▸ **What the exercise asks**
Some entries follow. Reproduce exactly the lines starting at the one with "const NO_FILE: &str" and stopping after the one with "let max_bytes = state.config.uploads.max_bytes;".

□ □ □ □ □ □ □

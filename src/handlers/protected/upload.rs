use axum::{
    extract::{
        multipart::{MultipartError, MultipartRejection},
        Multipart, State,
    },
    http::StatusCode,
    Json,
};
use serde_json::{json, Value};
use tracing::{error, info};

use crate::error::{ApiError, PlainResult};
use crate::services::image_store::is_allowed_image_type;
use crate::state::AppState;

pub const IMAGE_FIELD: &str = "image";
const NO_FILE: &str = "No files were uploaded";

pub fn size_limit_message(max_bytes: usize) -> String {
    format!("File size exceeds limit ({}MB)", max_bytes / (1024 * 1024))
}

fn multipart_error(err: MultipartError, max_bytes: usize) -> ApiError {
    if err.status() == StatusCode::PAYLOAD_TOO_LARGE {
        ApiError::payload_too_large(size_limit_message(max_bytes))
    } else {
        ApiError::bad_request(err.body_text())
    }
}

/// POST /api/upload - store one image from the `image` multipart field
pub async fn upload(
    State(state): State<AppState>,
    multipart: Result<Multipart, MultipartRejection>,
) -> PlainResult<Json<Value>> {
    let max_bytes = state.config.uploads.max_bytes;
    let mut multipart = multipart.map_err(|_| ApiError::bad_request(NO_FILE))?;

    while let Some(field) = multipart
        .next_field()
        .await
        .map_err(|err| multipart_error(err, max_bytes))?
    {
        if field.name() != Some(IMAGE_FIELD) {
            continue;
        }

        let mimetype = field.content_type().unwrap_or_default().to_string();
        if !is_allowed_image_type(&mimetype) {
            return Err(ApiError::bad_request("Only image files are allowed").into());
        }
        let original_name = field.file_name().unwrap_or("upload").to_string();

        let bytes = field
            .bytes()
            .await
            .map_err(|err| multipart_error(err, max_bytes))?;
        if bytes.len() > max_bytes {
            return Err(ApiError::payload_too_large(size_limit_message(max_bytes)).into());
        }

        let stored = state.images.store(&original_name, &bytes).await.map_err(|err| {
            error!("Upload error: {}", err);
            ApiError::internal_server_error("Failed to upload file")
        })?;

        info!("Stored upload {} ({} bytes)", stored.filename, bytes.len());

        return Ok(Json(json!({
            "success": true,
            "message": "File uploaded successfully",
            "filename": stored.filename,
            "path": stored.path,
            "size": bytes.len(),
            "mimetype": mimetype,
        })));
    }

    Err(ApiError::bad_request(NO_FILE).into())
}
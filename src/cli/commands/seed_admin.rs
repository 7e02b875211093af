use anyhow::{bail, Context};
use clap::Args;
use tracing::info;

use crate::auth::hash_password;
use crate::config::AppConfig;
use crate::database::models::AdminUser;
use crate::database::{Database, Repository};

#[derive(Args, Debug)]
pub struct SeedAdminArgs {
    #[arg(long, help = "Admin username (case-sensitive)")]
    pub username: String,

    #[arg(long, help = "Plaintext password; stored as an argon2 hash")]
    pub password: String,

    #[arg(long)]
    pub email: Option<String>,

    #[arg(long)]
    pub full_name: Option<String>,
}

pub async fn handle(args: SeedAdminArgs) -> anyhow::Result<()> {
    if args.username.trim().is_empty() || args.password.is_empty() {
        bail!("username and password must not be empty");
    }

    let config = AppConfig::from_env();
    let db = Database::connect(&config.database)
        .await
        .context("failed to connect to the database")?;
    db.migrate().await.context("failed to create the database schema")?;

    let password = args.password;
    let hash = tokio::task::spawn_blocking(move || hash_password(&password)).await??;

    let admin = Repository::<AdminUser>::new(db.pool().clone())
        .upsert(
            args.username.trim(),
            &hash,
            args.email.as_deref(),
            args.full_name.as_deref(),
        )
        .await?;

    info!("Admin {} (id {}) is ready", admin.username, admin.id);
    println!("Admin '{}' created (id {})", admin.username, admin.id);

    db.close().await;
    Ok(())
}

□ □ □ □ □ □ □

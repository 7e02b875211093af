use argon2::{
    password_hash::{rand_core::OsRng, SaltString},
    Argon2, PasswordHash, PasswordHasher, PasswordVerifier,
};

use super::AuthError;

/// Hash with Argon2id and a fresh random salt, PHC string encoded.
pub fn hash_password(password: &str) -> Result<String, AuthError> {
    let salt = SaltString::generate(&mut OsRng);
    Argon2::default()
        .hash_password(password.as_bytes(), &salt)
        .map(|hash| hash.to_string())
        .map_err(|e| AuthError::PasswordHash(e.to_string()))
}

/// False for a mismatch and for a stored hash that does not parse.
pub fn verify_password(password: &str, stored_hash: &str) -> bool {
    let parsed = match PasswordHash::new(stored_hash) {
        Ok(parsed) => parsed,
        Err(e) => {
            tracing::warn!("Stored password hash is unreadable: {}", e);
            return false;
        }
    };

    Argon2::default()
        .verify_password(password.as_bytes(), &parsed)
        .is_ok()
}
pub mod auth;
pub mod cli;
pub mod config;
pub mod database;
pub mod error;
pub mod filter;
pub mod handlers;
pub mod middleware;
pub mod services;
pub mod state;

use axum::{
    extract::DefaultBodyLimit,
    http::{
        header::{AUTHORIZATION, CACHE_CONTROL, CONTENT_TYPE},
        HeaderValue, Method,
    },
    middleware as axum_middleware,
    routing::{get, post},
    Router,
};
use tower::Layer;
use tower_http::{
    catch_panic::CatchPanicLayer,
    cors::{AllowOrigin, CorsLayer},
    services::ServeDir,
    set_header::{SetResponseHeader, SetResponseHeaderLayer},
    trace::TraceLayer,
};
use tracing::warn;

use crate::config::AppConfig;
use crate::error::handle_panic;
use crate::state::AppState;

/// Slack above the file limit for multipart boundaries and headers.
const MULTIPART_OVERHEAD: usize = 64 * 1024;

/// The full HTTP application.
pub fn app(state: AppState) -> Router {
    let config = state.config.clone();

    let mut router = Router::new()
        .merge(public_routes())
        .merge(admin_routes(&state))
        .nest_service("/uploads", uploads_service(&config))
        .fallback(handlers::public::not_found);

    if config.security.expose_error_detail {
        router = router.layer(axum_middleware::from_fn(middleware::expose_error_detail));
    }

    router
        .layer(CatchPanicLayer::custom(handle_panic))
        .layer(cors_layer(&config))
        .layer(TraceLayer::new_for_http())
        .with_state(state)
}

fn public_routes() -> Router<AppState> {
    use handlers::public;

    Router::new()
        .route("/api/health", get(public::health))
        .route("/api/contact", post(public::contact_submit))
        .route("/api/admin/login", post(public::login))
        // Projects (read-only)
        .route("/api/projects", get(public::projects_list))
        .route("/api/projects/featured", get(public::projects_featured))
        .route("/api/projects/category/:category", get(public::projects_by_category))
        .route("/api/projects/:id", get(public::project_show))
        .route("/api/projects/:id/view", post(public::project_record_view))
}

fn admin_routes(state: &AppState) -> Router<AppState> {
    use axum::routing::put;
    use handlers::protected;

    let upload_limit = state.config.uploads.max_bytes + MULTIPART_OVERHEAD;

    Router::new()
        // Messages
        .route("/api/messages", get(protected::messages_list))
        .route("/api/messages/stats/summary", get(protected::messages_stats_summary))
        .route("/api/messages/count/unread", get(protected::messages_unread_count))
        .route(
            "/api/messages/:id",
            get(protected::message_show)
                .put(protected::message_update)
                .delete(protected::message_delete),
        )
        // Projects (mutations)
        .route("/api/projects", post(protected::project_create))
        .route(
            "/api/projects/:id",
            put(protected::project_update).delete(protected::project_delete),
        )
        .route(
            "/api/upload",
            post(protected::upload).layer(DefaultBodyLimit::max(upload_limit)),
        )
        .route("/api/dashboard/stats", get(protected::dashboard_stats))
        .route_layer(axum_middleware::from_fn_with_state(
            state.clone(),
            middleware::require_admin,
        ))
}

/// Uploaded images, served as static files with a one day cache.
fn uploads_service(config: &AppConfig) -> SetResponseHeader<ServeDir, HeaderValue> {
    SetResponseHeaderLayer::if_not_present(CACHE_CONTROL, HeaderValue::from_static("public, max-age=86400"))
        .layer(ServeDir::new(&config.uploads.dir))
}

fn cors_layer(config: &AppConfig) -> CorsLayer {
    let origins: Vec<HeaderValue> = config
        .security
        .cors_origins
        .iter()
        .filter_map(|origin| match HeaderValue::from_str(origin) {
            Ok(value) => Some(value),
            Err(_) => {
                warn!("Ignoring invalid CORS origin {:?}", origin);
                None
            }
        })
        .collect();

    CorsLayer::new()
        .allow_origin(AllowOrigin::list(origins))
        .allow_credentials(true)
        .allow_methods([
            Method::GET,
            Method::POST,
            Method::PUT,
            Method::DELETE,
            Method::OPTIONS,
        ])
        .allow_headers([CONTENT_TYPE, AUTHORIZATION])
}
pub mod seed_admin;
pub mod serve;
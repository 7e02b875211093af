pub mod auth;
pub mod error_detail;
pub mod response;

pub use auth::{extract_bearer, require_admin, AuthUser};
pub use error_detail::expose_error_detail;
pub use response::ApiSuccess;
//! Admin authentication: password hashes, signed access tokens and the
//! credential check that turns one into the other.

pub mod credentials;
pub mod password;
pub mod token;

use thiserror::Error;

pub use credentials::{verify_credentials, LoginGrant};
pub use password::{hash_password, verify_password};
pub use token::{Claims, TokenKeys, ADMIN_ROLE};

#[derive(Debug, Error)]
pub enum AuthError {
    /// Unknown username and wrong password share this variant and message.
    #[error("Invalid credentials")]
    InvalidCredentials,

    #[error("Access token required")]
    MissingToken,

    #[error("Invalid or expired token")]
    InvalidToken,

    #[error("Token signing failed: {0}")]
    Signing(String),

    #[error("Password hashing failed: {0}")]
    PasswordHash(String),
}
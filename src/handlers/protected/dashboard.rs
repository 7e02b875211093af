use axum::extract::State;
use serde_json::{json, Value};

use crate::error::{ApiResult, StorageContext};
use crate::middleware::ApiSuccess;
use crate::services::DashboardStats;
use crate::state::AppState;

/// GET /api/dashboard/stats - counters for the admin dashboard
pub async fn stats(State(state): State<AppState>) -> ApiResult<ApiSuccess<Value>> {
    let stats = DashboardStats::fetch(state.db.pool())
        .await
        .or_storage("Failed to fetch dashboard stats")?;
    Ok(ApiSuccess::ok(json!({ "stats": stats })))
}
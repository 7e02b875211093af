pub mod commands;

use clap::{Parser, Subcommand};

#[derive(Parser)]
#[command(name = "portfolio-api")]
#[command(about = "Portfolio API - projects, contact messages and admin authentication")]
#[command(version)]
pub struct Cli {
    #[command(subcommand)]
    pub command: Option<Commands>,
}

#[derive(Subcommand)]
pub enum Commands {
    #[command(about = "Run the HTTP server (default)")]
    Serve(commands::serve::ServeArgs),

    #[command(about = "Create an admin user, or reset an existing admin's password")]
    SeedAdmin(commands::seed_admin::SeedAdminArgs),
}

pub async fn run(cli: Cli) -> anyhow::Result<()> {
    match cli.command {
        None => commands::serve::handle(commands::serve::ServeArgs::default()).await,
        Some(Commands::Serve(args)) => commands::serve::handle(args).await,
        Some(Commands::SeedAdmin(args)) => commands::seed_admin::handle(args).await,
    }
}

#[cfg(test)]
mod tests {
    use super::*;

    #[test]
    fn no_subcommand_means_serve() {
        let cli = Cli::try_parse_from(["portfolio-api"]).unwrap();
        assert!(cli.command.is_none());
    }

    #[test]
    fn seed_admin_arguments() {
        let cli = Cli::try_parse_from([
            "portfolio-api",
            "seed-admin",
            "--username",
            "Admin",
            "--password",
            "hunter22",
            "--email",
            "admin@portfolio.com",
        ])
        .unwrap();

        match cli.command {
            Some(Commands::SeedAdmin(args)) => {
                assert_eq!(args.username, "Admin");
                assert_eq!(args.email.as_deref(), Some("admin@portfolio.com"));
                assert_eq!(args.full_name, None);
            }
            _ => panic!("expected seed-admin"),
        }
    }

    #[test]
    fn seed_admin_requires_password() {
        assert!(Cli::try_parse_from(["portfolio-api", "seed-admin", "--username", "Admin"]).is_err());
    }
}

□ □ □ □ □ □ □

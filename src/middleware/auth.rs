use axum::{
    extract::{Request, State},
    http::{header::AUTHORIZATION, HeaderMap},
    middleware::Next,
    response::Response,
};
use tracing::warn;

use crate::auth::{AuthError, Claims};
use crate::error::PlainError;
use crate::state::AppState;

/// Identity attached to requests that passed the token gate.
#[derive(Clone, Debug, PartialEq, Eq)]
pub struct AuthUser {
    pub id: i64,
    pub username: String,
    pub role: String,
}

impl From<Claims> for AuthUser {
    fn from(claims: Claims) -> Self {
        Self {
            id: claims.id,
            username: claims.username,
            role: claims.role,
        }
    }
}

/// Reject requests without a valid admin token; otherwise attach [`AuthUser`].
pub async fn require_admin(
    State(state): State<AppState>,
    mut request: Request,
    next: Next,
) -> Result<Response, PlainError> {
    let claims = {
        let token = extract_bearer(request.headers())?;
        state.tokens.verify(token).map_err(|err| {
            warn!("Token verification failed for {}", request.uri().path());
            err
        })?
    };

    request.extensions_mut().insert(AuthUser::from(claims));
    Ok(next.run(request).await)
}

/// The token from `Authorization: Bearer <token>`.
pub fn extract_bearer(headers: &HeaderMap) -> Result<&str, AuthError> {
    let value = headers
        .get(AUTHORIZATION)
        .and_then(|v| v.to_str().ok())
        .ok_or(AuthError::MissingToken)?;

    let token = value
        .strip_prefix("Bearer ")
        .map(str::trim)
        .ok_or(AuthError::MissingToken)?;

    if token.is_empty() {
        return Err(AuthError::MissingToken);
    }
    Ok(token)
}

□ □ □ □ □ □ □

▸ **Finished task**
const NO_FILE: &str = "No files were uploaded";

pub fn size_limit_message(max_bytes: usize) -> String {
    format!("File size exceeds limit ({}MB)", max_bytes / (1024 * 1024))
}

fn multipart_error(err: MultipartError, max_bytes: usize) -> ApiError {
    if err.status() == StatusCode::PAYLOAD_TOO_LARGE {
        ApiError::payload_too_large(size_limit_message(max_bytes))
    } else {
        ApiError::bad_request(err.body_text())
    }
}

/// POST /api/upload - store one image from the `image` multipart field
pub async fn upload(
    State(state): State<AppState>,
    multipart: Result<Multipart, MultipartRejection>,
) -> PlainResult<Json<Value>> {
    let max_bytes = state.config.uploads.max_bytes;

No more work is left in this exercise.